冷たいコンクリートの校舎、ガラス越しに差し込む朝の光、そして廊下に響く無機質なチャイムの音。
ここはどこにでもあるごく普通の学校。歴史を感じさせる古びた木造校舎でもなければ、怪しげな噂が似合う廃校でもない。携帯が光り、生徒たちの明るい声が響く、ありふれた日常の風景。しかし、その清潔な空間の裏側で、この学校はある異常を抱えていた。近年、この学び舎では、不可解な行方不明事件が相次いでいる。
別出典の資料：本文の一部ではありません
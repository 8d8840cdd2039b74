//! Slot partitioning for parallel for-each
//!
//! A slot is a contiguous half-open index range `[start, end)` into the
//! element sequence, assigned to one worker for one call. `partition`
//! splits `[0, len)` into at most `workers` slots: up to `workers - 1`
//! intermediate slots of a rounded uniform size, then one final slot
//! that absorbs the remainder.

/// A contiguous half-open index range `[start, end)` assigned to one worker.
#[derive(Debug, Clone, Copy, PartialEq, Eq)]
pub struct Slot {
    /// First index, inclusive
    pub start: usize,

    /// Last index, exclusive
    pub end: usize,
}

impl Slot {
    /// Create a slot covering `[start, end)`
    #[inline]
    pub fn new(start: usize, end: usize) -> Self {
        debug_assert!(start <= end, "slot start must not exceed end");
        Slot { start, end }
    }

    /// Number of indices covered by this slot
    #[inline]
    pub fn len(&self) -> usize {
        self.end - self.start
    }

    /// True if the slot covers no indices
    #[inline]
    pub fn is_empty(&self) -> bool {
        self.start == self.end
    }
}

impl core::fmt::Display for Slot {
    fn fmt(&self, f: &mut core::fmt::Formatter<'_>) -> core::fmt::Result {
        write!(f, "[{}..{})", self.start, self.end)
    }
}

/// Partition `[0, len)` into at most `workers` contiguous slots.
///
/// The intermediate slot size is the half-up rounded quotient
/// `len / workers`. Intermediate slots are issued only while they leave
/// at least one element for the final slot, which always runs through
/// `len` and absorbs the remainder.
///
/// Guarantees:
/// - `len == 0` produces no slots at all
/// - no slot is empty
/// - at most `min(len, workers)` slots
/// - slots are contiguous and cover `[0, len)` exactly
pub fn partition(len: usize, workers: usize) -> Vec<Slot> {
    debug_assert!(workers > 0, "partition requires at least one worker");
    if len == 0 {
        return Vec::new();
    }

    let slot_size = (len as f64 / workers as f64).round() as usize;
    let mut slots = Vec::with_capacity(workers);
    let mut start = 0;

    if slot_size > 0 {
        for _ in 0..workers.saturating_sub(1) {
            // Stop early rather than issue a slot that would leave the
            // final slot empty or run past the end.
            if start + slot_size >= len {
                break;
            }
            slots.push(Slot::new(start, start + slot_size));
            start += slot_size;
        }
    }

    slots.push(Slot::new(start, len));
    slots
}

#[cfg(test)]
mod tests {
    use super::*;

    /// Assert the partition invariants: contiguous, exact cover, no
    /// empty slots, bounded count.
    fn check_invariants(len: usize, workers: usize) -> Vec<Slot> {
        let slots = partition(len, workers);

        if len == 0 {
            assert!(slots.is_empty());
            return slots;
        }

        assert!(!slots.is_empty());
        assert!(slots.len() <= workers);
        assert!(slots.len() <= len);

        let mut expected_start = 0;
        for slot in &slots {
            assert_eq!(slot.start, expected_start, "gap or overlap at {}", slot);
            assert!(!slot.is_empty(), "empty slot {}", slot);
            assert!(slot.end <= len);
            expected_start = slot.end;
        }
        assert_eq!(expected_start, len, "slots do not reach the end");

        slots
    }

    #[test]
    fn test_empty_input_produces_no_slots() {
        assert!(partition(0, 4).is_empty());
        assert!(partition(0, 1).is_empty());
    }

    #[test]
    fn test_single_element() {
        let slots = check_invariants(1, 8);
        assert_eq!(slots, vec![Slot::new(0, 1)]);
    }

    #[test]
    fn test_single_worker_gets_everything() {
        let slots = check_invariants(100, 1);
        assert_eq!(slots, vec![Slot::new(0, 100)]);
    }

    #[test]
    fn test_even_split() {
        let slots = check_invariants(8, 4);
        assert_eq!(slots.len(), 4);
        assert!(slots.iter().all(|s| s.len() == 2));
    }

    #[test]
    fn test_remainder_goes_to_final_slot() {
        let slots = check_invariants(10, 3);
        assert_eq!(
            slots,
            vec![Slot::new(0, 3), Slot::new(3, 6), Slot::new(6, 10)]
        );
    }

    #[test]
    fn test_round_up_shrinks_slot_count() {
        // 10/4 rounds to 3, so three slots of 3 would leave only one
        // element; the planner still covers everything exactly.
        let slots = check_invariants(10, 4);
        assert_eq!(
            slots,
            vec![
                Slot::new(0, 3),
                Slot::new(3, 6),
                Slot::new(6, 9),
                Slot::new(9, 10)
            ]
        );
    }

    #[test]
    fn test_round_up_absorbs_exact_tail() {
        // 6/4 rounds to 2; after two intermediate slots the next one
        // would swallow the tail, so the final slot takes it instead.
        let slots = check_invariants(6, 4);
        assert_eq!(
            slots,
            vec![Slot::new(0, 2), Slot::new(2, 4), Slot::new(4, 6)]
        );
    }

    #[test]
    fn test_fewer_elements_than_workers() {
        // Rounded size 0: everything lands in the final slot.
        let slots = check_invariants(3, 8);
        assert_eq!(slots, vec![Slot::new(0, 3)]);

        // Rounded size 1: one slot per element, never more than len.
        let slots = check_invariants(5, 8);
        assert_eq!(slots.len(), 5);
        assert!(slots.iter().all(|s| s.len() == 1));
    }

    #[test]
    fn test_invariants_hold_across_a_grid() {
        for len in 0..200 {
            for workers in 1..17 {
                check_invariants(len, workers);
            }
        }
    }

    #[test]
    fn test_slot_display() {
        assert_eq!(format!("{}", Slot::new(2, 7)), "[2..7)");
    }
}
昨春に姿を消した真面目な生徒会長、秋の学園祭の最中に忽然と途絶えた女子生徒の足取り、そして先月、部活動の居残りのまま帰らぬ人となった1年生。
警察の捜査も虚しく、事件の共通点は「校内で忽然と姿を消した」ということ以外、何一つ分かっていない。監視カメラにも、彼らが校門を出る姿は一切映っていなかった。昨日まで隣の席で笑っていた誰かが、翌朝にはまるで最初から存在しなかったかのように消えている。そんな底冷えするような恐怖が、うっすらと、だが確実にこの白い校舎を浸食していた。そして、今日もまた、新しい朝が来る。
イヤホンから流れるお気に入りの音楽を聴きながら、いつもの通学路を歩くユーザー。見慣れた並木道を抜け、昇降口へと向かう足取りは、いつも通り変わらない。ただ、ポケットの中でスマホを握る手に、ほんの少しだけ緊張が混じる。校門をくぐり、いつものように上履きに履き替える。すれ違うクラスメイトたちの挨拶、遠くで聞こえる部活の朝練の声。すべてがいつも通りの、新しく、綺麗な学校の日常。